Расспросы в Душанбе об утаенном сокровище не дали ничего. И родичи Нодиры упорно отмалчивались или выражали свое изумление, когда он подступал к ним с осторожными вопросами о сокровище. А может, и впрямь не знали о нем ничего? Да и было ли оно?

Савчук наблюдал в быту жителей Унджи отдельные суеверия, вернее, рудименты суеверий. Так, например, подавая лепешки к столу, запрещалось переворачивать их той стороной, которой они пеклись. Хлеб считался священным, с ним надлежало обращаться с особым почтением. Также нельзя было стряхивать брызги с рук после мытья. Это могло якобы накликать в дом злых духов.

Но с подобными остаточными суевериями, по свидетельству душанбинских этнографов, можно было встретиться и в других таджикских колхозах. К тайне родичей Нодиры это не имело никакого отношения. Все это не шло в счет, было лишь шелухой, не более того.

Савчук спросил Нодиру, верит ли она в злых духов.

— Как я могу верить в духов, — ответила она с достоинством, — я же комсомолка! — И, помолчав, добавила: — Фатих тоже комсомолец. Нас приняли недавно в комсомол.

Фатих — это был тот самый мальчишка, который когда-то гонялся за Нодирой по школьной площадке и кричал ей вслед: «Язычница!» С тех пор он вытянулся, вырос, возмужал, превратился в плечистого, коренастого юношу, немного, правда, сумрачного, смотрящего исподлобья. Как было сказано, жил в соседнем кишлаке, где находилась школа-десятилетка, был соучеником Нодиры.

Уже с четверга или с пятницы Савчук начинал томиться от нетерпения. В субботу он поедет в гости в Унджи, чтобы провести там субботний вечер и весь день воскресенья. Может быть, ему удастся переброситься с Нодирой несколькими словами…

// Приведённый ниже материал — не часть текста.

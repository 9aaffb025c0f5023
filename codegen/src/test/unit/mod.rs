pub mod render;
pub mod translate;

use gpumap_host::Interpreter;
use gpumap_ir::{Registry, trace};

use crate::Result;
use crate::cuda::function::{Callable, convert};

pub const RECORDS: &str = r#"
class Inner:
    def __init__(self, x, y):
        self.x = x
        self.y = y

class Record:
    def __init__(self, a, b, c, inner):
        self.a = a
        self.b = b
        self.c = c
        self.inner = inner

    def bump(self, n):
        self.a += n
        self.inner.x += n

def total(r):
    r.bump(1)
    return Record(r.a, r.a + r.b, r.a + r.b + r.c, Inner(r.inner.x, r.inner.x + r.inner.y))

def touch(r):
    r.bump(1)
"#;

pub const RECORD_ARG: &str = "Record(1, 2, 3, Inner(10, 2.5))";

/// Trace `entry(arg)` and build its registry.
pub fn registry_for(source: &str, entry: &str, arg: &str) -> Registry {
    let interp = Interpreter::new();
    interp.load(source).unwrap_or_else(|e| panic!("{e}"));
    let function = interp.global(entry).unwrap();
    let arg = interp.eval(arg).unwrap_or_else(|e| panic!("{e}"));
    let traced = trace(&interp, &function, vec![arg]).unwrap_or_else(|e| panic!("{e}"));
    Registry::from_bindings(&traced.bindings).unwrap_or_else(|e| panic!("{e}"))
}

/// First variant of a traced free function, with its own captures.
pub fn convert_function(registry: &Registry, name: &str) -> Result<String> {
    let function = registry.function(name).unwrap();
    convert(registry, Callable::Function(function), 0, &function.closure)
}

/// Trace and translate `f(arg)`.
pub fn translate(source: &str, arg: &str) -> Result<String> {
    convert_function(&registry_for(source, "f", arg), "f")
}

Важно в данном случае не упустить из виду одну деталь. Конечно, Нодире, уже просватанной, признанной официально невестой Музаффара (ждали только ее восемнадцатилетия), вроде бы не полагалось проводить время в разговорах с мужчиной не из ее семьи. Но Савчук был чужеземец, стало быть, по принятым в Унджи представлениям, не мог рассматриваться как возможный претендент на руку Нодиры. Кроме того, он был ученым человеком, который приехал из Москвы в Таджикистан, чтобы изучить здешние нравы и обычаи.

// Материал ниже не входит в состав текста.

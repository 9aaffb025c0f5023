//! Intermediate representation for gpumap.
//!
//! - [`trace`] - observes one representative call and records type bindings
//! - [`extract`] - builds [`ClassDescriptor`]s from sample instances
//! - [`registry`] - typed [`FunctionIr`] and [`MethodIr`] records
//! - [`types`] - the closed [`Type`] union shared by every later stage

pub mod class;
pub mod error;
pub mod extract;
pub mod registry;
pub mod trace;
pub mod types;


pub use class::{ClassDescriptor, Field};
pub use error::{Error, LayoutError, Result, TraceError};
pub use extract::{Extractor, extract};
pub use registry::{ClosureParam, FunctionIr, MethodIr, Registry};
pub use trace::{TraceSession, Traced, TypeBinding, entry_point, trace};
pub use types::Type;
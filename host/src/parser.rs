//! Recursive-descent parser over the layout token stream.

use std::sync::Arc;

use smallvec::SmallVec;

use crate::ast::*;
use crate::error::{Result, SyntaxSnafu};
use crate::lexer::{Token, TokenKind, tokenize};

/// Parse a whole source file.
pub fn parse_module(source: &str) -> Result<Module> {
    let tokens = tokenize(source)?;
    let mut parser = Parser { tokens, pos: 0 };
    let mut body = Vec::new();
    while !parser.at(&TokenKind::Eof) {
        if parser.eat(&TokenKind::Newline) {
            continue;
        }
        parser.statement(&mut body)?;
    }
    Ok(Module { body })
}

/// Parse a single expression, e.g. for evaluation helpers and tests.
pub fn parse_expr(source: &str) -> Result<Expr> {
    let tokens = tokenize(source)?;
    let mut parser = Parser { tokens, pos: 0 };
    let expr = parser.testlist()?;
    parser.eat(&TokenKind::Newline);
    parser.expect(&TokenKind::Eof, "end of input")?;
    Ok(expr)
}

struct Parser {
    tokens: Vec<Token>,
    pos: usize,
}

Вот почему и Ныяз, и Фатима со спокойной совестью давали возможность своей дочери иной раз поболтать с уважаемым гостем.

Нодира была умненькая, с живым воображением и довольно начитанная. Савчук беседовал с нею о Толстом, о Чехове, о Шолохове.

— Осенью буду держать экзамен в университет, — объявила она.

— Вот как? И на какой факультет?

— На филологический.

— А муж тебя отпустит? Я слышал: осенью ты выходишь замуж.

Нодира промолчала и нахмурилась.

— Тебе нравится Музаффар? — Савчук не удержался от бестактного вопроса.

Нодира пробормотала что-то сквозь зубы, дернула плечиком, круто повернулась и убежала. Жених был ей явно не по вкусу.

Савчук видел его и разговаривал с ним. Это был очень добродушный, круглолицый, бородатый человек лет пятидесяти, вдовец. От первого брака у него осталось пятеро детей, за которыми некому было присматривать.

Нет, ни по возрасту, ни по культурному своему уровню он никак не годился в мужья Нодире.

Смешно, конечно, но в связи с этим у Савчука возникли неясные надежды.

Несомненно, Нодира хорошо относилась к нему, была предупредительна, даже ласкова с ним. Охотно останавливалась посреди двора поболтать, когда ей позволяли заботы по дому.

— Почему ты не выступишь в школьной самодеятельности? — спросил как-то Савчук. — Потом тебя могли бы направить в Москву на олимпиаду танца.

— Танец! Опять танец! — Нодира сделала вид, что рассердилась. — Все время вспоминаете про какой-то приснившийся вам танец! — Но яркие губы ее опять раздвинулась в ослепительной улыбке.